Mueck at the Modern
Fort Worth's favorite eerily lifelike sculptures return to the Modern Art Museum
Eleven years ago, even folks who claimed not to like "art" showed up in droves to stare at Ron Mueck's eerily lifelike sculptures at the Modern Art Museum of Fort Worth. They stepped forward and squinted to see wrinkles and wayward gray hairs on teeny, tiny human statues; they stepped back to grasp the enormity of Mueck's larger-than-life creations.
The 2007 Mueck exhibition shattered attendance records for the Modern, and it's almost certain to do so again, more than a decade later. The blockbuster "New Works by Ron Mueck" opens February 16 and headlines the Modern's 2018 exhibition lineup.
The London-based Australian artist's figures are extraordinarily realistic, except in scale — they are always depicted much smaller or larger than life. Fort Worth is so enamored of his work that Untitled (Seated Woman), 1999, based on his wife's grandmother, remains one of the most popular works in the Modern's permanent collection.

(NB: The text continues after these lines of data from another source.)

//! State types for the classification state machine.
//!
//! A classification is a pair of statuses. Fields are private: the only way
//! to move from one pair to another is through the transition function, so
//! the cross-phase invariants are checked in exactly one place.

use serde::{Deserialize, Serialize};
use std::fmt;
use std::str::FromStr;
use thiserror::Error;

use super::transition::TransitionError;

/// Error returned when status text at a boundary is not a known name.
#[derive(Debug, Clone, PartialEq, Eq, Error)]
#[error("unrecognized {kind} '{value}' (expected one of {expected})")]
pub struct ParseStatusError {
    /// What was being parsed, e.g. "classification status".
    pub kind: &'static str,
    /// The rejected input.
    pub value: String,
    /// Comma-separated list of accepted names.
    pub expected: &'static str,
}

/// Outcome of one review phase for a study.
#[derive(Debug, Clone, Copy, PartialEq, Eq, Hash, Default, Serialize, Deserialize)]
#[serde(rename_all = "SCREAMING_SNAKE_CASE")]
pub enum ClassificationStatus {
    /// No decision has been recorded yet.
    #[default]
    Unclassified,
    Included,
    Excluded,
    /// The study is a duplicate of another study review.
    Duplicated,
}

impl ClassificationStatus {
    pub const ALL: [Self; 4] = [
        Self::Unclassified,
        Self::Included,
        Self::Excluded,
        Self::Duplicated,
    ];

    /// The upper-case name used in JSON, SQLite and on the command line.
    pub fn as_str(&self) -> &'static str {
        match self {
            Self::Unclassified => "UNCLASSIFIED",
            Self::Included => "INCLUDED",
            Self::Excluded => "EXCLUDED",
            Self::Duplicated => "DUPLICATED",
        }
    }
}

impl fmt::Display for ClassificationStatus {
    fn fmt(&self, f: &mut fmt::Formatter<'_>) -> fmt::Result {
        f.write_str(self.as_str())
    }
}

impl FromStr for ClassificationStatus {
    type Err = ParseStatusError;

    fn from_str(s: &str) -> Result<Self, Self::Err> {
        Self::ALL
            .into_iter()
            .find(|status| status.as_str() == s)
            .ok_or_else(|| ParseStatusError {
                kind: "classification status",
                value: s.to_string(),
                expected: "UNCLASSIFIED, INCLUDED, EXCLUDED, DUPLICATED",
            })
    }
}

/// Selection and extraction status of a single study review.
///
/// Created as (UNCLASSIFIED, UNCLASSIFIED). Deserialization rejects pairs that
/// no sequence of transitions can reach, so a stored record cannot smuggle in
/// an extraction inclusion for a study excluded at selection.
#[derive(Debug, Clone, Copy, PartialEq, Eq, Hash, Default, Serialize, Deserialize)]
#[serde(rename_all = "camelCase", try_from = "RawClassification")]
pub struct StudyClassification {
    selection_status: ClassificationStatus,
    extraction_status: ClassificationStatus,
}

#[derive(Deserialize)]
#[serde(rename_all = "camelCase")]
struct RawClassification {
    selection_status: ClassificationStatus,
    extraction_status: ClassificationStatus,
}

impl TryFrom<RawClassification> for StudyClassification {
    type Error = TransitionError;

    fn try_from(raw: RawClassification) -> Result<Self, Self::Error> {
        Self::from_statuses(raw.selection_status, raw.extraction_status)
    }
}

impl StudyClassification {
    /// A freshly registered study: nothing decided in either phase.
    pub fn new() -> Self {
        Self::default()
    }

    /// Rebuild a classification from stored statuses.
    ///
    /// Fails if extraction is INCLUDED while selection is EXCLUDED.
    pub fn from_statuses(
        selection: ClassificationStatus,
        extraction: ClassificationStatus,
    ) -> Result<Self, TransitionError> {
        if selection == ClassificationStatus::Excluded
            && extraction == ClassificationStatus::Included
        {
            return Err(TransitionError::Inconsistent {
                selection,
                extraction,
            });
        }
        Ok(Self::with_statuses(selection, extraction))
    }

    /// Unchecked constructor for transition handlers.
    pub(crate) fn with_statuses(
        selection: ClassificationStatus,
        extraction: ClassificationStatus,
    ) -> Self {
        Self {
            selection_status: selection,
            extraction_status: extraction,
        }
    }

    pub fn selection(&self) -> ClassificationStatus {
        self.selection_status
    }

    pub fn extraction(&self) -> ClassificationStatus {
        self.extraction_status
    }

    /// Returns true if neither phase has a decision.
    pub fn is_unclassified(&self) -> bool {
        self.selection_status == ClassificationStatus::Unclassified
            && self.extraction_status == ClassificationStatus::Unclassified
    }
}

impl fmt::Display for StudyClassification {
    fn fmt(&self, f: &mut fmt::Formatter<'_>) -> fmt::Result {
        write!(
            f,
            "(selection: {}, extraction: {})",
            self.selection_status, self.extraction_status
        )
    }
}

#[cfg(test)]
mod tests {
    use super::*;

    #[test]
    fn test_status_parse_accepts_exact_names() {
        for status in ClassificationStatus::ALL {
            assert_eq!(status.as_str().parse::<ClassificationStatus>(), Ok(status));
        }
    }

    #[test]
    fn test_status_parse_is_case_sensitive() {
        let err = "included".parse::<ClassificationStatus>().unwrap_err();
        assert_eq!(err.value, "included");
        assert_eq!(err.kind, "classification status");
    }

    #[test]
    fn test_status_parse_rejects_unknown() {
        assert!("MAYBE".parse::<ClassificationStatus>().is_err());
        assert!("".parse::<ClassificationStatus>().is_err());
        assert!(" INCLUDED".parse::<ClassificationStatus>().is_err());
    }

    #[test]
    fn test_new_classification_is_unclassified() {
        let classification = StudyClassification::new();
        assert_eq!(classification.selection(), ClassificationStatus::Unclassified);
        assert_eq!(classification.extraction(), ClassificationStatus::Unclassified);
        assert!(classification.is_unclassified());
    }

    #[test]
    fn test_from_statuses_rejects_included_extraction_after_excluded_selection() {
        let result = StudyClassification::from_statuses(
            ClassificationStatus::Excluded,
            ClassificationStatus::Included,
        );
        assert!(matches!(result, Err(TransitionError::Inconsistent { .. })));
    }

    #[test]
    fn test_serializes_with_upper_case_names() {
        let classification = StudyClassification::from_statuses(
            ClassificationStatus::Included,
            ClassificationStatus::Excluded,
        )
        .unwrap();
        let json = serde_json::to_value(classification).unwrap();
        assert_eq!(
            json,
            serde_json::json!({
                "selectionStatus": "INCLUDED",
                "extractionStatus": "EXCLUDED"
            })
        );
    }

    #[test]
    fn test_deserialize_rejects_unreachable_pair() {
        let json = r#"{"selectionStatus":"EXCLUDED","extractionStatus":"INCLUDED"}"#;
        let result: Result<StudyClassification, _> = serde_json::from_str(json);
        assert!(result.is_err());
    }

    #[test]
    fn test_display() {
        let classification = StudyClassification::new();
        assert_eq!(
            classification.to_string(),
            "(selection: UNCLASSIFIED, extraction: UNCLASSIFIED)"
        );
    }
}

The artist is fresh off another record-setting exhibit last summer at the Museum of Fine Arts, Houston — it was that museum's most popular exhibition of all time. His Fort Worth showcase, which opens February 16, will include new works, two of which are making their North American debut.
"Drawing upon memory and reality, Mueck's lifelike sculptures are instantly relatable on a human level," senior curator Andrea Karnes explains of his appeal. "Because he often portrays easily identifiable experiences ... we immediately understand the situation through compassion."
Here's a closer look at the Mueck showcase, as well as four other big exhibitions lined up at The Modern in 2018, as described by the museum.
FOCUS: Nina Chanel Abney (January 27-March 18)
Nina Chanel Abney's paintings are visually frenetic, reflecting the fast-paced energy of life today. Her imagery refers to such diverse subjects as pop culture, world events, and art history in compositions with flattened, simplified forms. Abney's works commonly incorporate snippets of text, disembodied figures and silhouettes, and geometric abstract shapes. Themes that relate to American society, including celebrity culture, race, sexuality, and police brutality, are broached in her paintings. By touching on serious subjects in a colorful palette and graphic style, Abney's work is, as the artist states, "easy to swallow, hard to digest."
New Works by Ron Mueck (February 16-May 6)
More than a decade after the Modern hosted his record-breaking exhibition, Ron Mueck returns to the Modern for a special project showcasing six major works created between 2008 and 2018, including two sculptures making their North American debut. Mueck's figures, which can take more than a year to develop, are first modeled in clay and then cast in silicone and refined by the artist, who pays meticulous attention to detail. His calculated shifts in scale throw us off by adding an element of ambiguity between reality and artifice, the museum says.
FOCUS: Kamrooz Aram (March 31-June 17)
Spanning painting, sculpture, collage, and installation, Kamrooz Aram's work investigates the complex relationship between Western modernism and classical non-Western art. By highlighting their formal connections, he reveals the typically downplayed role that non-Western art and design have had in the development of modernism and its drive toward abstraction. Challenging the traditionally Euro-centric narrative established by art history, Aram's work sets forth to disrupt this perceived hierarchy by merging and equalizing Western and non-Western forms. The artist will present all new work for this exhibition.
Takashi Murakami: The Octopus Eats its Own Leg (June 10-September 16)
Known for his collaborations with pop icon Kanye West and fashion house Louis Vuitton, and for vibrant anime-inspired characters, Japanese artist Takashi Murakami blurs the boundaries between high and low culture, ancient and modern, East and West. Organized by the Museum of Contemporary Art, Chicago, this major retrospective features 50 paintings that span three decades of Murakami's career, from the artist's earliest mature works to his recent, monumentally scaled paintings.
Laurie Simmons: Big Camera/Little Camera (October 14-January 27)
This exhibition will showcase the artist's photographs spanning the last four decades, from 1976 to the present, a small selection of sculpture, and two films. Simmons' career-long exploration of archetypal gender roles, especially women in domestic settings, is the primary subject of this exhibition and is a topic as poignant today as it was in the late 1970s, when she began to develop her mature style by using props and dolls as stand-ins for people and places.